Moreover, there is no one place I know of in London or New York or Paris, or indeed any of the major cities, where I can consult telephone directories from all over the world, or at least many places in the world. So this collection, imperfect though it is, could serve a purpose, especially as the entrance to the permanent collection of the museum (of which this is part) is free.

But, once the idea of “surfing” telephone directories settles in, I could as well do it from the comfort of my home, by switching on my computer, and the table lamp, and sitting on a comfortable chair and visiting Superpages.com or some such.

Beautiful it is not and does not pretend to be, but….is it art?

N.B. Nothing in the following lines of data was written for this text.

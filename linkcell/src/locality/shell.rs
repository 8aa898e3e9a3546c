/// Which part of the shell surface is currently being walked.
///
/// In 3D, the four side faces are walked as "wedges": each wedge owns one
/// vertical edge of the cube and the interior of one side face, excluding the
/// top and bottom rows. The two caps then cover the full bottom and top
/// faces. In 2D, the wedges reduce to the four sides of a square ring and
/// there are no caps.
#[derive(Debug, Clone, Copy, PartialEq, Eq)]
enum Stage {
    /// `y = +range`, `x` going from `-range` to `range - 1`
    PositiveY,
    /// `x = +range`, `y` going from `range` to `-range + 1`
    PositiveX,
    /// `y = -range`, `x` going from `range` to `-range + 1`
    NegativeY,
    /// `x = -range`, `y` going from `-range` to `range - 1`
    NegativeX,
    /// `z = -range`, the full face
    BottomCap,
    /// `z = +range`, the full face. This is also the only stage used for
    /// `range = 0`.
    TopCap,
}

/// Enumerate integer cell offsets on the surface of concentric cubes (or
/// squares in 2D) around a reference cell.
///
/// Starting from `CellShell::new(range, is_2d)`, calling
/// [`advance`](CellShell::advance) repeatedly visits every offset with
/// Chebyshev norm equal to `range` exactly once, then moves on to `range + 1`,
/// and so on. Offsets are thus produced in non-decreasing `range` order.
///
/// The whole state is a plain value, and two shells compare equal when they
/// point to the same offset in the same stage, so `CellShell::new(n, is_2d)`
/// can be used as the end bound of a loop over all shells below `n`:
///
/// ```
/// # use linkcell::locality::CellShell;
/// let mut shell = CellShell::new(0, false);
/// let mut count = 0;
/// while shell != CellShell::new(2, false) {
///     count += 1;
///     shell.advance();
/// }
/// // all the 3x3x3 cells around the origin
/// assert_eq!(count, 27);
/// ```
#[derive(Debug, Clone, Copy, PartialEq, Eq)]
pub struct CellShell {
    range: i32,
    stage: Stage,
    x: i32,
    y: i32,
    z: i32,
    is_2d: bool,
}

impl CellShell {
    /// Create a new shell iterator, positioned on the first offset of the
    /// shell at `range`.
    pub fn new(range: u32, is_2d: bool) -> CellShell {
        let mut shell = CellShell {
            range: 0,
            stage: Stage::TopCap,
            x: 0,
            y: 0,
            z: 0,
            is_2d: is_2d,
        };
        shell.reset(range as i32);
        return shell;
    }

    /// Get the range (Chebyshev distance to the reference cell) of the current
    /// shell
    pub fn range(&self) -> u32 {
        self.range as u32
    }

    /// Get the current offset
    pub fn offset(&self) -> [i32; 3] {
        [self.x, self.y, self.z]
    }

    /// Is this shell iterating in 2D?
    pub fn is_2d(&self) -> bool {
        self.is_2d
    }

    fn reset(&mut self, range: i32) {
        self.range = range;
        self.stage = Stage::PositiveY;
        self.x = -range;
        self.y = range;
        self.z = if self.is_2d { 0 } else { -range + 1 };

        if range == 0 {
            self.z = 0;
            self.stage = Stage::TopCap;
        }
    }

    /// Move to the next row of a wedge. In 2D wedges only have one row, so
    /// this always means the wedge is done. Returns `true` when the current
    /// wedge is finished.
    fn next_wedge_row(&mut self) -> bool {
        if self.is_2d {
            return true;
        }

        self.z += 1;
        if self.z >= self.range {
            self.z = -self.range + 1;
            return true;
        }
        return false;
    }

    /// Move to the next offset
    pub fn advance(&mut self) {
        let range = self.range;
        match self.stage {
            Stage::PositiveY => {
                self.x += 1;
                if self.x >= range {
                    self.x = -range;
                    if self.next_wedge_row() {
                        self.stage = Stage::PositiveX;
                        self.x = range;
                    }
                }
            }
            Stage::PositiveX => {
                self.y -= 1;
                if self.y <= -range {
                    self.y = range;
                    if self.next_wedge_row() {
                        self.stage = Stage::NegativeY;
                        self.y = -range;
                    }
                }
            }
            Stage::NegativeY => {
                self.x -= 1;
                if self.x <= -range {
                    self.x = range;
                    if self.next_wedge_row() {
                        self.stage = Stage::NegativeX;
                        self.x = -range;
                    }
                }
            }
            Stage::NegativeX => {
                self.y += 1;
                if self.y >= range {
                    self.y = -range;
                    if self.next_wedge_row() {
                        if self.is_2d {
                            self.reset(range + 1);
                        } else {
                            self.stage = Stage::BottomCap;
                            self.x = -range;
                            self.y = -range;
                            self.z = -range;
                        }
                    }
                }
            }
            Stage::BottomCap | Stage::TopCap => {
                self.x += 1;
                if self.x > range {
                    self.x = -range;
                    self.y += 1;
                    if self.y > range {
                        self.y = -range;
                        if self.stage == Stage::BottomCap {
                            self.stage = Stage::TopCap;
                            self.z = range;
                        } else {
                            self.reset(range + 1);
                        }
                    }
                }
            }
        }
    }
}

/// Iterating over a `CellShell` never ends: it yields the current offset and
/// moves on to the next one, growing the shell range as needed.
impl Iterator for CellShell {
    type Item = [i32; 3];

    fn next(&mut self) -> Option<[i32; 3]> {
        let offset = self.offset();
        self.advance();
        return Some(offset);
    }
}

#[cfg(test)]
mod tests {
    use std::collections::BTreeSet;

    use super::*;

    /// Number of offsets at exactly Chebyshev distance `range`
    fn surface_count(range: i64, is_2d: bool) -> usize {
        if range == 0 {
            return 1;
        }
        let outer = 2 * range + 1;
        let inner = 2 * range - 1;
        if is_2d {
            (outer * outer - inner * inner) as usize
        } else {
            (outer * outer * outer - inner * inner * inner) as usize
        }
    }

    /// All offsets at exactly Chebyshev distance `range`, by brute force
    fn brute_force(range: i32, is_2d: bool) -> BTreeSet<[i32; 3]> {
        let z_range = if is_2d { 0..=0 } else { -range..=range };
        let mut offsets = BTreeSet::new();
        for x in -range..=range {
            for y in -range..=range {
                for z in z_range.clone() {
                    if x.abs().max(y.abs()).max(z.abs()) == range {
                        offsets.insert([x, y, z]);
                    }
                }
            }
        }
        return offsets;
    }

    fn check_shells(is_2d: bool) {
        let mut shell = CellShell::new(0, is_2d);
        for range in 0..=5 {
            assert_eq!(shell, CellShell::new(range, is_2d));

            let mut visited = BTreeSet::new();
            while shell.range() == range {
                let offset = shell.offset();
                assert!(visited.insert(offset), "offset {:?} visited twice", offset);
                shell.advance();
            }

            assert_eq!(visited.len(), surface_count(range as i64, is_2d));
            assert_eq!(visited, brute_force(range as i32, is_2d));
        }
    }

    #[test]
    fn shells_3d() {
        check_shells(false);
    }

    #[test]
    fn shells_2d() {
        check_shells(true);
    }

    #[test]
    fn origin() {
        let mut shell = CellShell::new(0, false);
        assert_eq!(shell.offset(), [0, 0, 0]);
        shell.advance();
        assert_eq!(shell.range(), 1);
        assert_eq!(shell, CellShell::new(1, false));

        let mut shell = CellShell::new(0, true);
        shell.advance();
        assert_eq!(shell, CellShell::new(1, true));
    }

    #[test]
    fn as_loop_bound() {
        let count = CellShell::new(0, true)
            .take_while(|offset| offset.iter().all(|x| x.abs() <= 2))
            .count();
        assert_eq!(count, 25);

        let mut shell = CellShell::new(1, false);
        let end = CellShell::new(3, false);
        let mut count = 0;
        while shell != end {
            count += 1;
            shell.advance();
        }
        assert_eq!(count, 7 * 7 * 7 - 1);
    }
}
//! Apply a function to all pairs of neighbors, in parallel.

use crate::{Error, Vector3D};
use crate::locality::{LinkCell, NeighborList, QueryArgs, QueryMode};
use crate::parallel::for_loop_wrapper;
use crate::systems::{Points, RawPoints};

/// Call `callback(point_index, query_point_index, distance, weight)` for
/// every bond in `neighbor_list`, in parallel over blocks of bonds.
///
/// Bonds in the same block are processed in order, but there is no ordering
/// between blocks.
#[time_graph::instrument(name = "loop_over_neighbor_list")]
pub fn loop_over_neighbor_list<F>(neighbor_list: &NeighborList, callback: F) where
    F: Fn(usize, usize, f64, f64) + Sync,
{
    let indexes = neighbor_list.indexes();
    let distances = neighbor_list.distances();
    let weights = neighbor_list.weights();

    for_loop_wrapper(true, 0, neighbor_list.len(), |begin, end| {
        for bond in begin..end {
            let query_point = indexes[[bond, 0]];
            let point = indexes[[bond, 1]];
            callback(point, query_point, distances[bond], weights[bond]);
        }
    });
}

/// Call `callback(point_index, query_point_index, distance, weight)` for
/// every pair of neighbors between `query_points` and `points`.
///
/// If `neighbor_list` is given, the pairs are taken from it and `args` is
/// ignored. Otherwise the pairs are found by running the query described by
/// `args` for every query point, in parallel; and the weight is always 1.
/// When `points` are not indexed yet, a [`LinkCell`] is built for them
/// first.
///
/// `callback` is called concurrently from multiple threads, in no particular
/// order. Use [`ThreadLocalArray`](crate::parallel::ThreadLocalArray) to
/// accumulate results.
#[time_graph::instrument(name = "loop_over_neighbors")]
pub fn loop_over_neighbors<F>(
    points: Points<'_>,
    query_points: &[Vector3D],
    args: &QueryArgs,
    neighbor_list: Option<&NeighborList>,
    callback: F,
) -> Result<(), Error> where
    F: Fn(usize, usize, f64, f64) + Sync,
{
    if let Some(neighbor_list) = neighbor_list {
        if neighbor_list.num_query_points() != query_points.len() || neighbor_list.num_points() != points.points().len() {
            return Err(Error::InvalidParameter(format!(
                "the neighbor list was created for {} query points and {} points, \
                but got {} query points and {} points",
                neighbor_list.num_query_points(), neighbor_list.num_points(),
                query_points.len(), points.points().len()
            )));
        }

        loop_over_neighbor_list(neighbor_list, callback);
        return Ok(());
    }

    let mode = args.validate(points.unit_cell())?;

    let owned;
    let link_cell = match points {
        Points::Indexed(link_cell) => link_cell,
        Points::Raw(raw) => {
            owned = raw.index(default_cell_width(&raw, mode))?;
            &owned
        }
    };

    let query = link_cell.query(query_points, args)?;
    for_loop_wrapper(true, 0, query_points.len(), |begin, end| {
        for i in begin..end {
            for bond in query.query_point(i) {
                callback(bond.point_index, bond.query_point_index, bond.distance, bond.weight);
            }
        }
    });

    return Ok(());
}

/// Pick a cell width for a [`LinkCell`] over `raw` points, suitable for the
/// given query.
///
/// Ball queries use `r_max`. Nearest neighbors queries use the size of a
/// region containing `num_neighbors` points on average, limited to `r_max`.
fn default_cell_width(raw: &RawPoints<'_>, mode: QueryMode) -> f64 {
    let unit_cell = &raw.unit_cell;
    let dimensions = if unit_cell.is_2d() { 2.0 } else { 3.0 };

    match mode {
        QueryMode::Ball { r_max } => r_max,
        QueryMode::Nearest { num_neighbors, r_max } => {
            let n_points = usize::max(raw.points.len(), 1) as f64;
            let volume = unit_cell.volume() * num_neighbors as f64 / n_points;
            let width = f64::powf(volume, 1.0 / dimensions);
            f64::min(width, r_max)
        }
    }
}

/// Build a [`LinkCell`] over `raw` points suitable for the given query
/// arguments.
pub fn default_link_cell<'a>(raw: &RawPoints<'a>, args: &QueryArgs) -> Result<LinkCell<'a>, Error> {
    let mode = args.validate(&raw.unit_cell)?;
    return raw.index(default_cell_width(raw, mode));
}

By the standard set by Marcel Duchamp’s Urinal, it certainly is.

What do you say?

3 comments:

operadaki fantom said...

So,are you planning to visit Istanbul Modern when you come to Turkey? It is a very nice one with both new exhibitions and old examples of Turkish modern art...

S.Z. said...

Well, now that you have alerted me to it, I will definitely visit it on my trip. Thanks

Susannah said...

I’m in the Duchamp school of thinking. The ‘work of art’ you describe provoked memories, internal reflection and posed questions. It also crucially had an ‘author’. If in the unlikely case you happened upon a pile of international phone directories, say in a pile of rubbish somewhere, you might have had a similar experience but this to me would not have been art. In this I consider art to be a deliberate communication – in this case, according to your experience, an invitation to reflect on the technological changes in information dissemination and the whereabouts of old friends.
I recently saw a piece of work on a gallery wall which amused & intrigued me. It was a knitted panel, into which the words “I WILL NOT FEEL CRAFT SHAME” were knitted. I considered it to be art.
The previous ‘Outrage…’ post caused me to consider whether an artist necessarily needed craft skills. If Picasso could hold two pieces of junk together with a rusty nail he was happy to do so…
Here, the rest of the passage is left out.